More broadly, what is the relationship between contentment and complacency? How can I accept reality without being limited by it?

From the movie King Richard, I learned that Venus Williams turned down a $3 million deal with Nike. It was a huge gamble at a key moment in her career: the night before she was to play her first competitive match in three years.

Several months later, Venus signed a deal with Reebok for $12 million. Good for her!

I’m sure that I would have taken the $3 million, figuring that it was good enough. And that is just another reason to add to the pile of reasons why I’m not a professional tennis player. In a competitive situation, “good enough” isn’t good enough, on and off the court. Venus understood how to negotiate with a giant corporation at age fourteen, just as she understood that you never, ever back down in the middle of a tennis match, whether you’re winning or not.

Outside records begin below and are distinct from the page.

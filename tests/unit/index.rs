//! Inverted index, prefix trie and snapshot construction.

use super::common::{make_item, sample_catalog};
use catalog_search::index::tokenize_name;
use catalog_search::{CatalogError, EngineConfig, InvertedIndex, PrefixTrie, Snapshot};
use std::collections::HashSet;

// ============================================================================
// INVERTED INDEX
// ============================================================================

#[test]
fn test_tokenize_drops_short_words_and_punctuation() {
    assert_eq!(
        tokenize_name("Milk, 2% Fat (1L) Jug", 3),
        vec!["milk", "fat", "1l", "jug"]
    );
    assert!(tokenize_name("a b c", 3).is_empty());
    assert!(tokenize_name("!!! ???", 3).is_empty());
}

#[test]
fn test_lookup_normalizes_query_token() {
    let items = vec![make_item("1", "Organic Milk"), make_item("2", "Whole Milk")];
    let index = InvertedIndex::build(&items, 3);

    let expected: HashSet<String> = ["1", "2"].iter().map(|s| s.to_string()).collect();
    assert_eq!(index.lookup("MILK!"), expected);
    assert!(index.lookup("cream").is_empty());
    assert!(index.contains_token("organic"));
    assert_eq!(index.len(), 3);
}

#[test]
fn test_vocabulary_is_every_token() {
    let index = InvertedIndex::build(&sample_catalog(), 3);
    let vocabulary: HashSet<&str> = index.vocabulary().collect();
    for word in ["organic", "milk", "sourdough", "cheddar", "yogurt"] {
        assert!(vocabulary.contains(word), "missing {}", word);
    }
    assert_eq!(vocabulary.len(), index.len());
}

// ============================================================================
// PREFIX TRIE
// ============================================================================

#[test]
fn test_trie_basics() {
    let trie = PrefixTrie::new();
    assert!(trie.is_empty());

    trie.insert("Milk");
    trie.insert("milk ");
    trie.insert("milkshake");
    trie.insert("   ");

    assert_eq!(trie.len(), 2);
    assert_eq!(trie.frequency("MILK"), 2);
    assert!(trie.contains_exact("milkshake"));
    assert!(!trie.contains_exact("mil"));
    assert_eq!(trie.frequency("mil"), 0);
    assert_eq!(trie.suggest("mi", 10), vec!["milk", "milkshake"]);
    assert!(trie.suggest("mi", 0).is_empty());

    trie.clear();
    assert!(trie.is_empty());
    assert!(trie.suggest("mi", 10).is_empty());
}

// ============================================================================
// SNAPSHOT
// ============================================================================

#[test]
fn test_snapshot_stats_and_groups() {
    let snapshot = Snapshot::build(sample_catalog(), &EngineConfig::default(), 7).unwrap();
    assert_eq!(snapshot.validate(), None);

    let stats = snapshot.stats();
    assert_eq!(stats.generation, 7);
    assert_eq!(stats.items, 12);
    assert_eq!(stats.categories, 3);
    assert_eq!(stats.stores, 3);
    assert_eq!(stats.vocabulary, snapshot.inverted().len());
    assert_eq!(stats.trie_terms, snapshot.trie().len());

    assert_eq!(snapshot.stores(), vec!["FreshCo", "Metro", "Zehrs"]);
    let dairy: Vec<String> = snapshot
        .category_page("Dairy", 0, 3)
        .into_iter()
        .map(|i| i.id)
        .collect();
    assert_eq!(dairy, vec!["p01", "p02", "p03"]);
    assert!(snapshot.store_page("Nowhere", 0, 10).is_empty());
}

#[test]
fn test_snapshot_sorts_by_id() {
    let items = vec![make_item("c", "Cherries"), make_item("a", "Apples"), make_item("b", "Beets")];
    let snapshot = Snapshot::build(items, &EngineConfig::default(), 1).unwrap();
    let order: Vec<&str> = snapshot.items().iter().map(|i| i.id.as_str()).collect();
    assert_eq!(order, vec!["a", "b", "c"]);
}

#[test]
fn test_snapshot_rejects_duplicate_ids() {
    let items = vec![make_item("a", "Apples"), make_item("a", "Apricots")];
    let err = Snapshot::build(items, &EngineConfig::default(), 1).unwrap_err();
    assert!(matches!(err, CatalogError::DuplicateId { ref id } if id == "a"));
}

#[test]
fn test_trie_seeded_with_names_and_words() {
    let snapshot = Snapshot::build(sample_catalog(), &EngineConfig::default(), 1).unwrap();
    let trie = snapshot.trie();
    assert!(trie.contains_exact("organic whole milk"));
    assert!(trie.contains_exact("whole"));
    // Every milk-named item contributes the word once.
    assert_eq!(trie.frequency("milk"), 4);
    // Two-letter words are too short to seed.
    assert!(!Snapshot::build(vec![make_item("1", "Ox Tail")], &EngineConfig::default(), 1)
        .unwrap()
        .trie()
        .contains_exact("ox"));
}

My tendency is to be content. I cultivate a tendency to be content. I appreciate having peace in my life. I want a break from the constant hunger for more.

But what does that cost me? How does it limit me? What joy am I missing out on because I am not seeking out new experiences and grander accomplishments? Where am I not living up to my potential?

What I have come up with, for now, is to make a choice. I can experience contentment by being fully present — in this moment, this serve — and from that point of being, opt to stretch myself. Like a butterfly hanging out on one flower who suddenly chooses to flutter over to another flower, I can be content and seek growth at the same time.

I can enjoy something uncomfortable; I can take pleasure in the stress of competition. The game is not just the game I’m playing — the game is also the game in my head, where I decide that losing this set is not an option. The whole thing is made up — that’s what a game is. So why not add a few more rules that help me to become who I want to be?

I suppose that if I were ever in a situation like Venus Williams was in with Nike, I could say no just to see what would happen. You can only do that if you’re not afraid to get it wrong — if you don’t need that $3 million or believe so strongly that something else is coming that you don’t care if you don’t get it.

That is a very advanced level of play in the game of life. That’s what I’m striving for. That is not complacency. That’s where you recognize that even the comfort and contentment of your human experience will never be enough to satisfy you. Feeling bad about losing isn’t a problem because there is no losing. There is only the seeking, and the joy inherent in it.

I’m not there yet. But the more I keep playing the game, the closer I will come.